Try it » Work through the records below and copy every line that includes "domain".

Extracted records:
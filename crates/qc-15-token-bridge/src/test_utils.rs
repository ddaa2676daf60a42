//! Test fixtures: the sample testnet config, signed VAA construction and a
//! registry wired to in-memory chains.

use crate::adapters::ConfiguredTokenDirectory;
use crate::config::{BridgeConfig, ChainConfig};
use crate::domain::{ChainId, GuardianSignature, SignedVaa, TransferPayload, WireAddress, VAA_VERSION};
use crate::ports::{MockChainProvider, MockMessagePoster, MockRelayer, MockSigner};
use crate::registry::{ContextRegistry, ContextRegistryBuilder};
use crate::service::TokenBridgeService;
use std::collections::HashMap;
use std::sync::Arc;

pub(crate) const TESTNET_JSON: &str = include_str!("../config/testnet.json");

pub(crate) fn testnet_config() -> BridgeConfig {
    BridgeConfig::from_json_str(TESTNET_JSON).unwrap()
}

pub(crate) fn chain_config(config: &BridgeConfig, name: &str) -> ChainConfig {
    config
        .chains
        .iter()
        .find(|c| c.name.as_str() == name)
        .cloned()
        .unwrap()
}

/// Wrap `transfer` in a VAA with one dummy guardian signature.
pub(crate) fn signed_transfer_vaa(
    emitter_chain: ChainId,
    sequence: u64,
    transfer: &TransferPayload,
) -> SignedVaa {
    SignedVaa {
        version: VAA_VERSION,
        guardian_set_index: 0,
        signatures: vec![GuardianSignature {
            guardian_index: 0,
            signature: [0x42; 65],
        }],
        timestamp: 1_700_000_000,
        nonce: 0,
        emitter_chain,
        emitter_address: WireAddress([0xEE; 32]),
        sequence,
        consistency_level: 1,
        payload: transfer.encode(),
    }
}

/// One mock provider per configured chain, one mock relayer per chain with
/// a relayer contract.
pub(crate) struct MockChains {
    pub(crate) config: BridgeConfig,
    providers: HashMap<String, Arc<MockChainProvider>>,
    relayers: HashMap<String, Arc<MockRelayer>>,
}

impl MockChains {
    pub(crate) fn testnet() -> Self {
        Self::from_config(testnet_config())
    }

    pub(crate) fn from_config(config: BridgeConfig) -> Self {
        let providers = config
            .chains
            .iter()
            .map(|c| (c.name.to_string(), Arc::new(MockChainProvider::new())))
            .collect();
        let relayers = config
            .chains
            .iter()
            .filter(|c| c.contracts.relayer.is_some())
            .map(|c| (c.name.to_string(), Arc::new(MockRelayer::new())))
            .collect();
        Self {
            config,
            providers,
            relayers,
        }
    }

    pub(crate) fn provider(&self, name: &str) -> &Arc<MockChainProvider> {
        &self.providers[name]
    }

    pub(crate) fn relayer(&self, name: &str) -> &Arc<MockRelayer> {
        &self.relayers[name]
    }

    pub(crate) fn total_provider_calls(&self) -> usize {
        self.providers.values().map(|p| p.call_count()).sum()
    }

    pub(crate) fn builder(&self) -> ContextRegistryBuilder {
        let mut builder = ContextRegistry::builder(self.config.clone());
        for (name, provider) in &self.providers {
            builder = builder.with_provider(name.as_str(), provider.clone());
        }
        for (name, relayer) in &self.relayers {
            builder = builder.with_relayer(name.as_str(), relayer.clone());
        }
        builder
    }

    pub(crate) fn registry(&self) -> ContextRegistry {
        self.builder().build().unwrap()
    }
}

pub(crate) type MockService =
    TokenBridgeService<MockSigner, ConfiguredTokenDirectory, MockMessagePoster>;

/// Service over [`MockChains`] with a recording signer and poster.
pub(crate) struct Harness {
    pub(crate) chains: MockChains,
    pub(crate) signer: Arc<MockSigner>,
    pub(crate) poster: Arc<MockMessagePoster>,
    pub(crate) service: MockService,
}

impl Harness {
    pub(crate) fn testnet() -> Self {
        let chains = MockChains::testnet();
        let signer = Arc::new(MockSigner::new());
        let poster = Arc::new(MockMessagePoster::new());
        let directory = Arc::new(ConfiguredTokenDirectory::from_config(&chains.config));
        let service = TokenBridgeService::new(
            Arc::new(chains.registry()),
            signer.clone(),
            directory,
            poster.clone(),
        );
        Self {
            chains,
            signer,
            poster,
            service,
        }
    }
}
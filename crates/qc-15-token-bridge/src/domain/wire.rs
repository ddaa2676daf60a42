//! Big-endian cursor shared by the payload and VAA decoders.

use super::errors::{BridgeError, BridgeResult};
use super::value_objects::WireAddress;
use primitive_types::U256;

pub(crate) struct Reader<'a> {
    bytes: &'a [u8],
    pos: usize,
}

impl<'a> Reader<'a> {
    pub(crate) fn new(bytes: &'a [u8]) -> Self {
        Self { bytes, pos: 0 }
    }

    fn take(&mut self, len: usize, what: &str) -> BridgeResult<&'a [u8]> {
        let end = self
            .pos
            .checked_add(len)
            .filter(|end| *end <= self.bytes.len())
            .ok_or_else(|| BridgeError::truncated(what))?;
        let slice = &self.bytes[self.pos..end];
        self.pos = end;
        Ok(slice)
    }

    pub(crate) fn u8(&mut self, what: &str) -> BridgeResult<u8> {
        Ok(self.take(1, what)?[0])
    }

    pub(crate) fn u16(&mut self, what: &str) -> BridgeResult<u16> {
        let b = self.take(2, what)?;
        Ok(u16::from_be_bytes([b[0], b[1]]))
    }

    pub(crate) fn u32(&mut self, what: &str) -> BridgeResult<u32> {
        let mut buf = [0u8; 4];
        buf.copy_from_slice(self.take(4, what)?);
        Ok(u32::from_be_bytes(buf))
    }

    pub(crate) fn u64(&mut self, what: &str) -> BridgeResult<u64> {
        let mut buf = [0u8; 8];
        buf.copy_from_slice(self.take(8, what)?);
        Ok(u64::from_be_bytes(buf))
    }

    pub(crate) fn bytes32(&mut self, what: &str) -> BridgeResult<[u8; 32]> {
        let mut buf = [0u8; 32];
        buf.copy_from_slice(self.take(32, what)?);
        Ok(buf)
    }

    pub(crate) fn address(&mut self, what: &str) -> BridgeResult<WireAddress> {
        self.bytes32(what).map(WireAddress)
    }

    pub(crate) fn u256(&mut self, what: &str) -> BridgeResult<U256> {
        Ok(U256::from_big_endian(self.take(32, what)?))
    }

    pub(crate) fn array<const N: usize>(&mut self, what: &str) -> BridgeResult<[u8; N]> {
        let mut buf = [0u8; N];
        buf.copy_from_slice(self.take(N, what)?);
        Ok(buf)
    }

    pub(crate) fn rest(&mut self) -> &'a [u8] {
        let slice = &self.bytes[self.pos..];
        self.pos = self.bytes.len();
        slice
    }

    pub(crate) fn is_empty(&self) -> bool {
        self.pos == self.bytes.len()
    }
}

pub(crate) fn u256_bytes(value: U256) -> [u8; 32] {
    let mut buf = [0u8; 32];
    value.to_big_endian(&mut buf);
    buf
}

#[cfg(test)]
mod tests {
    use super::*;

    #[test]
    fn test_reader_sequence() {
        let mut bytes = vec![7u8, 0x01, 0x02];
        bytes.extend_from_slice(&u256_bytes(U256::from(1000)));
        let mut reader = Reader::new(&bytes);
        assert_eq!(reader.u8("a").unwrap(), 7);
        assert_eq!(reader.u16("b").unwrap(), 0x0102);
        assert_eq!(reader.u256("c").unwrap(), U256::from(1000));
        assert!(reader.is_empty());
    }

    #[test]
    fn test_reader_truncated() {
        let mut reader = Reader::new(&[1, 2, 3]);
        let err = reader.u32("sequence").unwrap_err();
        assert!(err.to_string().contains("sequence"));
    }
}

The completed task »
use crate::domain::{ChainId, GuardianSignature, SignedVaa, TransferPayload, WireAddress, VAA_VERSION};
filename crates/qc-15-token-bridge/src/domain/wire.rs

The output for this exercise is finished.